▸ **Problem details**:
Repeat each line, word for word, from the one containing "repository 56f432ef04f12c29" through the last line of the entries, and include no other output.

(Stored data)
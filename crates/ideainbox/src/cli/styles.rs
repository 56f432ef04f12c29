//! Terminal styles.
//!
//! Code refers to semantic names (a note title, a tag, a success message),
//! never to raw colors. `console` drops the escape codes on its own when
//! output is not a terminal.

use console::Style;
use once_cell::sync::Lazy;

pub static TITLE: Lazy<Style> = Lazy::new(|| Style::new().bold());
pub static TAGS: Lazy<Style> = Lazy::new(|| Style::new().cyan());
pub static MUTED: Lazy<Style> = Lazy::new(|| Style::new().color256(243));
pub static SUCCESS: Lazy<Style> = Lazy::new(|| Style::new().green());
pub static WARNING: Lazy<Style> = Lazy::new(|| Style::new().yellow().bold());
pub static ERROR: Lazy<Style> = Lazy::new(|| Style::new().red().bold());
pub static KEY: Lazy<Style> = Lazy::new(|| Style::new().color256(172));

▸ **Task response**:
repository 56f432ef04f12c29
//! Terminal styles.
//!
//! Code refers to semantic names (a note title, a tag, a success message),
//! never to raw colors. `console` drops the escape codes on its own when
//! output is not a terminal.

use console::Style;
use once_cell::sync::Lazy;

pub static TITLE: Lazy<Style> = Lazy::new(|| Style::new().bold());
pub static TAGS: Lazy<Style> = Lazy::new(|| Style::new().cyan());
pub static MUTED: Lazy<Style> = Lazy::new(|| Style::new().color256(243));
pub static SUCCESS: Lazy<Style> = Lazy::new(|| Style::new().green());
pub static WARNING: Lazy<Style> = Lazy::new(|| Style::new().yellow().bold());
pub static ERROR: Lazy<Style> = Lazy::new(|| Style::new().red().bold());
pub static KEY: Lazy<Style> = Lazy::new(|| Style::new().color256(172));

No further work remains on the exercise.